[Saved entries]
=-=-=

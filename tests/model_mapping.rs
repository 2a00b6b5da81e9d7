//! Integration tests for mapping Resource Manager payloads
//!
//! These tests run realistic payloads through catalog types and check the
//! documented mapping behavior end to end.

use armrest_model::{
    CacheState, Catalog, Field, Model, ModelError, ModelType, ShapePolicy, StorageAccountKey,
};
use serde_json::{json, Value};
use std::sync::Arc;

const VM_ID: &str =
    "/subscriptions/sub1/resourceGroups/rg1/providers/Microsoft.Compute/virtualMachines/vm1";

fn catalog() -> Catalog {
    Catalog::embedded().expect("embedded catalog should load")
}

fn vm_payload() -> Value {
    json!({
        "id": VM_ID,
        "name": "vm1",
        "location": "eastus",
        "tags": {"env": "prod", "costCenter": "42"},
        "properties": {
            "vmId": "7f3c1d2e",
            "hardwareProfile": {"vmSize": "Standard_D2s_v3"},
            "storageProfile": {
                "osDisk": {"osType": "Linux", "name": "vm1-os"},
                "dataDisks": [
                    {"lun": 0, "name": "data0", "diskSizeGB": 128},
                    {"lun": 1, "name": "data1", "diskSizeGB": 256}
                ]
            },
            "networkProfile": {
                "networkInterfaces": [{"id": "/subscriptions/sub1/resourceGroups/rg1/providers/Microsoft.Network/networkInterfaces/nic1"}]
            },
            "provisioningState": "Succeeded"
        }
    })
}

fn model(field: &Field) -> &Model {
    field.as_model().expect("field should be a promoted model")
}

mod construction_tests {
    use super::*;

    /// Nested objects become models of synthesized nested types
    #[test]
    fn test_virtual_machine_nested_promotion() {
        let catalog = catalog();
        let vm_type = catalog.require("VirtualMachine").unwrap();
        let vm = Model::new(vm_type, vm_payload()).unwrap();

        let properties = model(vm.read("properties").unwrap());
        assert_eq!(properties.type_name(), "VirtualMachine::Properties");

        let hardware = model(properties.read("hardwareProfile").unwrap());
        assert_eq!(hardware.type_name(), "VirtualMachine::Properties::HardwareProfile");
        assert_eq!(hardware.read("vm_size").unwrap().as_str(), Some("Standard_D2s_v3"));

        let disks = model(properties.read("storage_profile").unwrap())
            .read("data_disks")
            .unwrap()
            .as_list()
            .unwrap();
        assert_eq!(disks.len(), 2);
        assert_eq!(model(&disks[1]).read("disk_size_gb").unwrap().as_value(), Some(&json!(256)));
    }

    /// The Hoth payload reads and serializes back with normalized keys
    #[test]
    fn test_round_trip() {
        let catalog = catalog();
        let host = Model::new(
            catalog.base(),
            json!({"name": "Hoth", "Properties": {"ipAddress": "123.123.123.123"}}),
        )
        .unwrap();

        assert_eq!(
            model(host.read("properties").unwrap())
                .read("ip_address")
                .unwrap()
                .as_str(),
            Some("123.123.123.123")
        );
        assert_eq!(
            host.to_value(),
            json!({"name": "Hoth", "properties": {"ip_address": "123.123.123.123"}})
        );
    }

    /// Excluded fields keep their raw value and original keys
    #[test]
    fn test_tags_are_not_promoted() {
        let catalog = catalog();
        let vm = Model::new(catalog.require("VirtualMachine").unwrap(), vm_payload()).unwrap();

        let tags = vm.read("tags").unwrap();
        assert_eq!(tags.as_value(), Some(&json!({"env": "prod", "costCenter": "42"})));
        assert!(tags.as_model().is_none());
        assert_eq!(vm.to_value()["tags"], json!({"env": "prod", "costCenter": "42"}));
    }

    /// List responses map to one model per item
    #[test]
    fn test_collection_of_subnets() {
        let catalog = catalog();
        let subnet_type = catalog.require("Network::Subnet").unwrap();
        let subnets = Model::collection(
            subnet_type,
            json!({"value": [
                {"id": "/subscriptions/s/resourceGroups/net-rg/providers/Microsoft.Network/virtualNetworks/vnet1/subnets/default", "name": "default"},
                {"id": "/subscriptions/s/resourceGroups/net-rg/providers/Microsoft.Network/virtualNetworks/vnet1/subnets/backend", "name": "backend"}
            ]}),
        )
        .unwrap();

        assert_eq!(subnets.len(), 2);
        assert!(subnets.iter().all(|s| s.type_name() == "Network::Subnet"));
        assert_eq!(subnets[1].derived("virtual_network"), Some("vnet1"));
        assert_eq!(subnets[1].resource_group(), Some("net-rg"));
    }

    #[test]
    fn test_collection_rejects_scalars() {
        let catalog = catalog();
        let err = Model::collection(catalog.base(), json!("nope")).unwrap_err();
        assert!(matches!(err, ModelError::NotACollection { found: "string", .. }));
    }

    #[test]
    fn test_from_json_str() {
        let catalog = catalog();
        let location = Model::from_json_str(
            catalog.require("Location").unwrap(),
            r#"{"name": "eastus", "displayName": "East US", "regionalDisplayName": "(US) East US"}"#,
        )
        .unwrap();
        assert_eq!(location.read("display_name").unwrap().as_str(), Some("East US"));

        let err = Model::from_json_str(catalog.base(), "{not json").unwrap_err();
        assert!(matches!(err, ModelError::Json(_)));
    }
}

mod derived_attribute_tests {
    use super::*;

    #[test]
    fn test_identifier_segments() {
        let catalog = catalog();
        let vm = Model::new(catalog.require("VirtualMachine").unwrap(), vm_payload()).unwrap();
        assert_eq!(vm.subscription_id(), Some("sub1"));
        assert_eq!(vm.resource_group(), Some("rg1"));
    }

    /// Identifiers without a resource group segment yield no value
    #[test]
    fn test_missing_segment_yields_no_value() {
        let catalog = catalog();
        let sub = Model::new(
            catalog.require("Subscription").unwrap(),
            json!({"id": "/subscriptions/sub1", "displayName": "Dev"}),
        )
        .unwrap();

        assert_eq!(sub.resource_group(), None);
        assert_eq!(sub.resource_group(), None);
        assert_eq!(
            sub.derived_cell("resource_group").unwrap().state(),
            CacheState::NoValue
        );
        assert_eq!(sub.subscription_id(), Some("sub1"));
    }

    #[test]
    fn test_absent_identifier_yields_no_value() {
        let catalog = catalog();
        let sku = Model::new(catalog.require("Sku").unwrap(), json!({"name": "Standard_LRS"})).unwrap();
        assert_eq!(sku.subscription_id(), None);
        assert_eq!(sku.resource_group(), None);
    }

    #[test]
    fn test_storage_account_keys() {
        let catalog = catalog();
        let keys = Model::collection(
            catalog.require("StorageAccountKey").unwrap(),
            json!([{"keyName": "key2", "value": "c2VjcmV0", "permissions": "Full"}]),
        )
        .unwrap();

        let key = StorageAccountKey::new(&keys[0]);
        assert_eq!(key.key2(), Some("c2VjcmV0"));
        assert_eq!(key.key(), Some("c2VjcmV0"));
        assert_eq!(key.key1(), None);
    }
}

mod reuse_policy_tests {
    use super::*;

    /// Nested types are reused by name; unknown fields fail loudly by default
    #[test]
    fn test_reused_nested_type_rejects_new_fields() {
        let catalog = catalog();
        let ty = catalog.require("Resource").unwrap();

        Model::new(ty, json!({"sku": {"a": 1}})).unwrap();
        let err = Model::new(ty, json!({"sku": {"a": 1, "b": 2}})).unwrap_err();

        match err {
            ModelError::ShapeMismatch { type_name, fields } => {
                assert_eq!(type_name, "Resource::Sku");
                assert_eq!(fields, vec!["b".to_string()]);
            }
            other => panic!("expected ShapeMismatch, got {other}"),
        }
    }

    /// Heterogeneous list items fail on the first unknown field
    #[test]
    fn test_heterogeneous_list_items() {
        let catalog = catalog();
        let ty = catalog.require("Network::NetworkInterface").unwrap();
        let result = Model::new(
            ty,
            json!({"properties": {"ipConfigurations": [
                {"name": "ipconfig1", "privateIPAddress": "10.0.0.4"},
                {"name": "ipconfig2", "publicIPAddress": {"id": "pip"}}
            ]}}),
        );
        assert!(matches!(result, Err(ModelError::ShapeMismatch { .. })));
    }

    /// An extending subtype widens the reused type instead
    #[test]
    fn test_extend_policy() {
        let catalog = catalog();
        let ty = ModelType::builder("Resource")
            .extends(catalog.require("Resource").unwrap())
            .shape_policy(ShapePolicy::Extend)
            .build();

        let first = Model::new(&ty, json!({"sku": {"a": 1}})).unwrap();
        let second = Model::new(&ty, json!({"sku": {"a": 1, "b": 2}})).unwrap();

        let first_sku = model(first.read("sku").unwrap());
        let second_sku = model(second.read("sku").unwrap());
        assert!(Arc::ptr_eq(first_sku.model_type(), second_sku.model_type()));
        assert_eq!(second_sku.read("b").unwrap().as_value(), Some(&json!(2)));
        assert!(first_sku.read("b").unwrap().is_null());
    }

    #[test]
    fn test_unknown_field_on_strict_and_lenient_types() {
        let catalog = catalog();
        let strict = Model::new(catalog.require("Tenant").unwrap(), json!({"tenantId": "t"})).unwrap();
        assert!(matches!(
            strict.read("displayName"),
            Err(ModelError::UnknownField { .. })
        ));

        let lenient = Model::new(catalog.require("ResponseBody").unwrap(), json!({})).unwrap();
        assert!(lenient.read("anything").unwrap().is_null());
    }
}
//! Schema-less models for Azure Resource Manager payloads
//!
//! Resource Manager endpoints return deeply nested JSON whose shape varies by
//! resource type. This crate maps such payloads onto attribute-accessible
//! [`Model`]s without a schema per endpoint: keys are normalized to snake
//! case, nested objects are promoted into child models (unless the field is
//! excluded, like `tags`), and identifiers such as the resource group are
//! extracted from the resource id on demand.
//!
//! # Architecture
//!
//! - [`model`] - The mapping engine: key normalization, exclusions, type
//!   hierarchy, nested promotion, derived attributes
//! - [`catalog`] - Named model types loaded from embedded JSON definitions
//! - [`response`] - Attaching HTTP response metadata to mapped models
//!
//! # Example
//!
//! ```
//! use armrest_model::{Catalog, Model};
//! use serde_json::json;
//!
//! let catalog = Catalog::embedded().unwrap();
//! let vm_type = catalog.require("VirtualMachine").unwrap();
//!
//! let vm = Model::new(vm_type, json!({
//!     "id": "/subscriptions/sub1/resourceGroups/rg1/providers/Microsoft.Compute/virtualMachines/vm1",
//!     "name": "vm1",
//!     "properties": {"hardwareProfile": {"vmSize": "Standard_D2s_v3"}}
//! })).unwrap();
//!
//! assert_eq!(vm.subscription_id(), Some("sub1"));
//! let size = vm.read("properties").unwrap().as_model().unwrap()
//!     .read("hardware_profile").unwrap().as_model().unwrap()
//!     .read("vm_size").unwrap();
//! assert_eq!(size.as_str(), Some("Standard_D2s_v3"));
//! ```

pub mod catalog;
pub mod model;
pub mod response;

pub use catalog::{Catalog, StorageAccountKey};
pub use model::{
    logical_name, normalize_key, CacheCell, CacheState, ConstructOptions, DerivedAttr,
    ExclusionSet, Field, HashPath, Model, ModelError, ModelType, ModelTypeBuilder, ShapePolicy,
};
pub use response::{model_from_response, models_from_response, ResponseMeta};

=-=-=

[Action item] Take each line above that holds the string "eastus" and copy it.

[Response to this exercise]
        "location": "eastus",
            r#"{"name": "eastus", "displayName": "East US", "regionalDisplayName": "(US) East US"}"#,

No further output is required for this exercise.